In 1858 a line through East Ham was constructed to provide a faster connection between Barking and the city of London, which connects to the London and Blackwall Railway route to Fenchurch Street. Between 1885 and 1888, the London, Tilbury and Southend Railway (LT&SR) constructed a line between Barking and Pitsea via Upminster to provide a more direct route between London and Southend. The station was not built at the time.

The London, Midland and Scottish Railway (LMS) took ownership of the London, Tilbury and Southend line in 1923 and the station opened as Gale Street Halt on 28 June 1926 to serve the new Becontree Estate and subsequent residential areas. Initially, there were no roads leading to the station. In 1929, the company proposed quadrupling their line between Barking and Upminster and electrifying one pair of tracks for the District line. The station was rebuilt and new platforms were constructed for the new pair of tracks. Gale Street Halt was renamed as Becontree and the new station building to the designs of the architect William Henry Hamlyn opened on 18 July 1932, with electrified District line services starting operation 2 months after on 12 September. In addition to the start of electrified services, two new adjacent stations on the District line named Upney and Heathway (now Dagenham Heathway) opened.

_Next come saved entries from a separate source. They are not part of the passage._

use crate::error::ConfigError;
use std::path::Path;

// Declare the modules that make up this crate.
pub mod error;
pub mod settings;

// Re-export the core types to provide a clean public API.
pub use settings::{
    AnalysisConfig, BenchmarkConfig, Config, DataConfig, LoggingConfig, OutputConfig,
    OutputFormat,
};

/// Base name of the configuration file looked up when no explicit path is given.
pub const DEFAULT_CONFIG_NAME: &str = "sharpe";

/// Prefix for environment overrides, e.g. `SHARPE_BENCHMARK__COLUMN`.
pub const ENV_PREFIX: &str = "SHARPE";

/// Loads the application configuration.
///
/// Sources, lowest precedence first: built-in defaults, the TOML file, then
/// `SHARPE_*` environment variables (nested keys separated by `__`). With an
/// explicit `path` the file must exist; otherwise `sharpe.toml` in the working
/// directory is used if present.
pub fn load_config(path: Option<&Path>) -> Result<Config, ConfigError> {
    load_config_with_env(path, environment())
}

fn environment() -> config::Environment {
    config::Environment::with_prefix(ENV_PREFIX)
        .prefix_separator("_")
        .separator("__")
        .try_parsing(true)
}

fn load_config_with_env(
    path: Option<&Path>,
    env: config::Environment,
) -> Result<Config, ConfigError> {
    let file = match path {
        Some(p) => config::File::from(p).required(true),
        None => config::File::with_name(DEFAULT_CONFIG_NAME).required(false),
    };

    let builder = config::Config::builder()
        .add_source(file)
        .add_source(env)
        .build()?;

    // Attempt to deserialize the entire configuration into our `Config` struct
    let config = builder.try_deserialize::<Config>()?;
    validate(&config)?;
    Ok(config)
}

/// Checks the invariants serde cannot express.
pub fn validate(config: &Config) -> Result<(), ConfigError> {
    if config.analysis.trading_days_per_year == 0 {
        return Err(ConfigError::ValidationError {
            field: "analysis.trading_days_per_year",
            reason: "must be greater than zero".to_string(),
        });
    }
    if config.benchmark.column.trim().is_empty() {
        return Err(ConfigError::ValidationError {
            field: "benchmark.column",
            reason: "must not be empty".to_string(),
        });
    }
    if config.data.date_column.trim().is_empty() {
        return Err(ConfigError::ValidationError {
            field: "data.date_column",
            reason: "must not be empty".to_string(),
        });
    }
    Ok(())
}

By 1935, there were approximately 18,000 homes in this area and the population grew to 116,000. This particular section of the line between Barking and Upminster was popular among commuters getting to West and East Ham which reduced the need for bus services. Other reasons were a shortened travel time to Charing Cross of up to 35 minutes and the good availability of trains servicing this part of the line.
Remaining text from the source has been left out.